Start of Data for this exercise

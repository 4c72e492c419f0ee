// src/scheduler.rs
//! Recurring trigger for [`SyncOrchestrator::sync_all`].
//!
//! At most one run executes at a time. A firing (cron or manual) that lands
//! while a run is in flight is dropped and counted, never queued.

use anyhow::Result;
use chrono::{DateTime, Utc};
use chrono_tz::Tz;
use cron::Schedule;
use metrics::{counter, gauge};
use serde::{Deserialize, Serialize};
use std::str::FromStr;
use std::sync::atomic::{AtomicBool, Ordering};
use std::sync::{Arc, Mutex};
use std::time::Instant;
use tokio::task::JoinHandle;
use tokio_util::sync::CancellationToken;
use uuid::Uuid;

use crate::buffer::BoundedBuffer;
use crate::config::SchedulerConfig;
use crate::model::{JobSummary, SyncError, SyncJob};
use crate::monitor::FreshnessLevel;
use crate::orchestrator::SyncOrchestrator;
use crate::store::modify_status;

pub const HISTORY_CAPACITY: usize = 100;

/// Parse a cron expression. Classic 5-field expressions get a leading seconds field.
pub fn parse_cron(expr: &str) -> Result<Schedule> {
    let trimmed = expr.trim();
    let full = if trimmed.split_whitespace().count() == 5 {
        format!("0 {trimmed}")
    } else {
        trimmed.to_string()
    };
    Schedule::from_str(&full)
        .map_err(|e| SyncError::InvalidConfig(format!("cron expression `{expr}`: {e}")).into())
}

#[derive(Debug, Clone, Copy, PartialEq, Eq, Serialize, Deserialize)]
#[serde(rename_all = "lowercase")]
pub enum RunTrigger {
    Scheduled,
    Manual,
    Startup,
}

impl RunTrigger {
    fn as_str(self) -> &'static str {
        match self {
            RunTrigger::Scheduled => "scheduled",
            RunTrigger::Manual => "manual",
            RunTrigger::Startup => "startup",
        }
    }
}

#[derive(Debug, Clone, Serialize, Deserialize)]
pub struct JobHistoryEntry {
    pub id: Uuid,
    pub trigger: RunTrigger,
    pub started_at: DateTime<Utc>,
    pub finished_at: DateTime<Utc>,
    pub duration_ms: u64,
    pub jobs: Vec<SyncJob>,
    pub summary: JobSummary,
    /// Set when the run itself could not start (not for per-source failures).
    pub error: Option<String>,
}

impl JobHistoryEntry {
    /// A run succeeds when no job in it failed.
    pub fn succeeded(&self) -> bool {
        self.error.is_none() && self.summary.failed == 0
    }

    /// Nothing completed and at least one job failed (or the run never started).
    fn fully_failed(&self) -> bool {
        self.error.is_some() || (self.summary.completed == 0 && self.summary.failed > 0)
    }
}

#[derive(Debug, Clone, Default, PartialEq, Serialize, Deserialize)]
pub struct SchedulerStatistics {
    pub total_runs: u64,
    pub successful_runs: u64,
    pub failed_runs: u64,
    pub dropped_firings: u64,
    pub success_rate: f64,
    pub average_duration_ms: u64,
    pub total_entries_added: u64,
    pub total_entries_updated: u64,
    pub last_run_at: Option<DateTime<Utc>>,
}

#[derive(Debug, Clone, Serialize, Deserialize)]
pub struct SchedulerStatus {
    /// The recurring timer is armed.
    pub started: bool,
    /// A run is executing right now.
    pub executing: bool,
    pub cron: String,
    pub timezone: String,
    pub next_run_at: Option<DateTime<Utc>>,
    pub last_run_at: Option<DateTime<Utc>>,
    pub consecutive_failed_runs: u32,
}

#[derive(Default)]
struct Totals {
    runs: u64,
    successful: u64,
    failed: u64,
    dropped: u64,
    duration_ms: u64,
    added: u64,
    updated: u64,
}

struct SchedulerState {
    history: BoundedBuffer<JobHistoryEntry>,
    totals: Totals,
    consecutive_failed_runs: u32,
    next_run_at: Option<DateTime<Utc>>,
    last_run_at: Option<DateTime<Utc>>,
}

/// Clears the in-flight flag when a run ends, including on panic.
struct RunGuard<'a>(&'a AtomicBool);

impl Drop for RunGuard<'_> {
    fn drop(&mut self) {
        self.0.store(false, Ordering::Release);
    }
}

pub struct SyncScheduler {
    orchestrator: Arc<SyncOrchestrator>,
    config: SchedulerConfig,
    schedule: Schedule,
    tz: Tz,
    executing: AtomicBool,
    state: Mutex<SchedulerState>,
    timer: Mutex<Option<(CancellationToken, JoinHandle<()>)>>,
}

impl SyncScheduler {
    pub fn new(orchestrator: Arc<SyncOrchestrator>, config: SchedulerConfig) -> Result<Self> {
        let schedule = parse_cron(&config.cron)?;
        let tz = Tz::from_str(&config.timezone).map_err(|e| {
            SyncError::InvalidConfig(format!("timezone `{}`: {e}", config.timezone))
        })?;
        Ok(Self {
            orchestrator,
            config,
            schedule,
            tz,
            executing: AtomicBool::new(false),
            state: Mutex::new(SchedulerState {
                history: BoundedBuffer::with_capacity(HISTORY_CAPACITY),
                totals: Totals::default(),
                consecutive_failed_runs: 0,
                next_run_at: None,
                last_run_at: None,
            }),
            timer: Mutex::new(None),
        })
    }

    fn now(&self) -> DateTime<Utc> {
        self.orchestrator.monitor().clock().now()
    }

    /// Next firing strictly after `after`, in UTC.
    pub fn next_fire_after(&self, after: DateTime<Utc>) -> Option<DateTime<Utc>> {
        self.schedule
            .after(&after.with_timezone(&self.tz))
            .next()
            .map(|t| t.with_timezone(&Utc))
    }

    /// Arm the recurring timer. Calling it while already started is a no-op.
    pub fn start(self: &Arc<Self>) {
        let mut timer = self.timer.lock().expect("scheduler timer poisoned");
        if timer.is_some() {
            tracing::debug!(target: "scheduler", "start called while already started");
            return;
        }
        let cancel = CancellationToken::new();
        let this = Arc::clone(self);
        let token = cancel.clone();
        let handle = tokio::spawn(async move { this.timer_loop(token).await });
        *timer = Some((cancel, handle));
        tracing::info!(
            target: "scheduler",
            cron = %self.config.cron,
            timezone = %self.config.timezone,
            run_on_init = self.config.run_on_init,
            "scheduler started"
        );
    }

    /// Disarm the timer. A run already executing finishes on its own.
    pub fn stop(&self) {
        let taken = self.timer.lock().expect("scheduler timer poisoned").take();
        if let Some((cancel, _handle)) = taken {
            cancel.cancel();
            self.state.lock().expect("scheduler state poisoned").next_run_at = None;
            tracing::info!(target: "scheduler", "scheduler stopped");
        }
    }

    pub fn is_started(&self) -> bool {
        self.timer.lock().expect("scheduler timer poisoned").is_some()
    }

    async fn timer_loop(self: Arc<Self>, cancel: CancellationToken) {
        if self.config.run_on_init {
            self.fire(RunTrigger::Startup);
        }
        let mut after = self.now();
        loop {
            let Some(next) = self.next_fire_after(after) else {
                tracing::warn!(target: "scheduler", cron = %self.config.cron, "schedule has no upcoming firings");
                return;
            };
            self.publish_next_run(next).await;
            let wait = (next - self.now()).to_std().unwrap_or_default();
            tokio::select! {
                _ = cancel.cancelled() => return,
                _ = tokio::time::sleep(wait) => {}
            }
            self.fire(RunTrigger::Scheduled);
            // never fire the same slot twice, even if the clock reads early
            after = self.now().max(next);
        }
    }

    /// Runs detached so the timer keeps ticking and can observe (and drop) overlaps.
    fn fire(self: &Arc<Self>, trigger: RunTrigger) {
        let this = Arc::clone(self);
        tokio::spawn(async move {
            if this.execute(trigger).await.is_ok() {
                this.maybe_self_stop();
            }
        });
    }

    async fn publish_next_run(&self, next: DateTime<Utc>) {
        self.state.lock().expect("scheduler state poisoned").next_run_at = Some(next);
        let monitor = self.orchestrator.monitor();
        for src in monitor.enabled_sources() {
            let res = modify_status(monitor.store().as_ref(), &src.id, &src.data_origin, |row| {
                row.next_scheduled_at = Some(next);
            })
            .await;
            if let Err(e) = res {
                tracing::warn!(target: "scheduler", source = %src.id, "could not record next run: {e:#}");
            }
        }
    }

    fn maybe_self_stop(&self) {
        let limit = self.config.stop_after_failed_runs;
        if limit == 0 {
            return;
        }
        let streak = self
            .state
            .lock()
            .expect("scheduler state poisoned")
            .consecutive_failed_runs;
        if streak >= limit {
            self.orchestrator.monitor().alerts().emit(
                crate::alerts::Severity::Critical,
                None,
                format!("scheduler stopped after {streak} consecutive failed runs"),
            );
            self.stop();
        }
    }

    /// Run immediately, outside the schedule. Fails with [`SyncError::AlreadyRunning`]
    /// when a run is in flight.
    pub async fn trigger_manual(&self) -> Result<JobHistoryEntry> {
        self.execute(RunTrigger::Manual).await
    }

    async fn execute(&self, trigger: RunTrigger) -> Result<JobHistoryEntry> {
        if self
            .executing
            .compare_exchange(false, true, Ordering::AcqRel, Ordering::Acquire)
            .is_err()
        {
            counter!("scheduler_dropped_firings_total").increment(1);
            self.state.lock().expect("scheduler state poisoned").totals.dropped += 1;
            tracing::warn!(target: "scheduler", trigger = trigger.as_str(), "run already in progress, firing dropped");
            return Err(SyncError::AlreadyRunning.into());
        }
        let _guard = RunGuard(&self.executing);

        counter!("scheduler_runs_total", "trigger" => trigger.as_str()).increment(1);
        let started_at = self.now();
        let t0 = Instant::now();
        tracing::info!(target: "scheduler", trigger = trigger.as_str(), "scheduled sync run starting");

        let (jobs, error) = match self.orchestrator.sync_all(&[]).await {
            Ok(jobs) => (jobs, None),
            Err(e) => {
                tracing::error!(target: "scheduler", "sync run failed to start: {e:#}");
                (Vec::new(), Some(format!("{e:#}")))
            }
        };
        let entry = JobHistoryEntry {
            id: Uuid::new_v4(),
            trigger,
            started_at,
            finished_at: self.now(),
            duration_ms: t0.elapsed().as_millis() as u64,
            summary: JobSummary::from_jobs(&jobs),
            jobs,
            error,
        };

        // monitoring only; never changes job outcomes
        for s in self.orchestrator.monitor().check_all_freshness().await {
            let age = s
                .age_hours
                .map(|h| format!("{h:.1}h"))
                .unwrap_or_else(|| "never".into());
            match s.level {
                FreshnessLevel::Fresh | FreshnessLevel::Aging => {
                    tracing::info!(target: "scheduler", source = %s.source_id, level = %s.level, age = %age, "freshness")
                }
                _ => tracing::warn!(target: "scheduler", source = %s.source_id, level = %s.level, age = %age, "freshness"),
            }
        }

        {
            let mut st = self.state.lock().expect("scheduler state poisoned");
            let t = &mut st.totals;
            t.runs += 1;
            if entry.succeeded() {
                t.successful += 1;
            } else {
                t.failed += 1;
            }
            t.duration_ms += entry.duration_ms;
            t.added += entry.summary.total_entries_added;
            t.updated += entry.summary.total_entries_updated;
            if entry.fully_failed() {
                st.consecutive_failed_runs += 1;
            } else {
                st.consecutive_failed_runs = 0;
            }
            st.last_run_at = Some(entry.finished_at);
            st.history.push(entry.clone());
        }
        gauge!("scheduler_last_run_ts").set(entry.finished_at.timestamp() as f64);

        tracing::info!(
            target: "scheduler",
            trigger = trigger.as_str(),
            completed = entry.summary.completed,
            failed = entry.summary.failed,
            skipped = entry.summary.skipped,
            duration_ms = entry.duration_ms,
            "scheduled sync run finished"
        );
        Ok(entry)
    }

    pub fn get_status(&self) -> SchedulerStatus {
        let st = self.state.lock().expect("scheduler state poisoned");
        SchedulerStatus {
            started: self.is_started(),
            executing: self.executing.load(Ordering::Acquire),
            cron: self.config.cron.clone(),
            timezone: self.config.timezone.clone(),
            next_run_at: st.next_run_at,
            last_run_at: st.last_run_at,
            consecutive_failed_runs: st.consecutive_failed_runs,
        }
    }

    /// Retained runs, oldest first.
    pub fn get_history(&self) -> Vec<JobHistoryEntry> {
        self.state
            .lock()
            .expect("scheduler state poisoned")
            .history
            .to_vec()
    }

    pub fn get_statistics(&self) -> SchedulerStatistics {
        let st = self.state.lock().expect("scheduler state poisoned");
        let t = &st.totals;
        SchedulerStatistics {
            total_runs: t.runs,
            successful_runs: t.successful,
            failed_runs: t.failed,
            dropped_firings: t.dropped,
            success_rate: if t.runs == 0 {
                100.0
            } else {
                t.successful as f64 * 100.0 / t.runs as f64
            },
            average_duration_ms: if t.runs == 0 { 0 } else { t.duration_ms / t.runs },
            total_entries_added: t.added,
            total_entries_updated: t.updated,
            last_run_at: st.last_run_at,
        }
    }
}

End of Data for this exercise

◆ **Try it**
What number of lines in the data above include the string "could"? Answer with that number only.

◆ **Exercise output**
2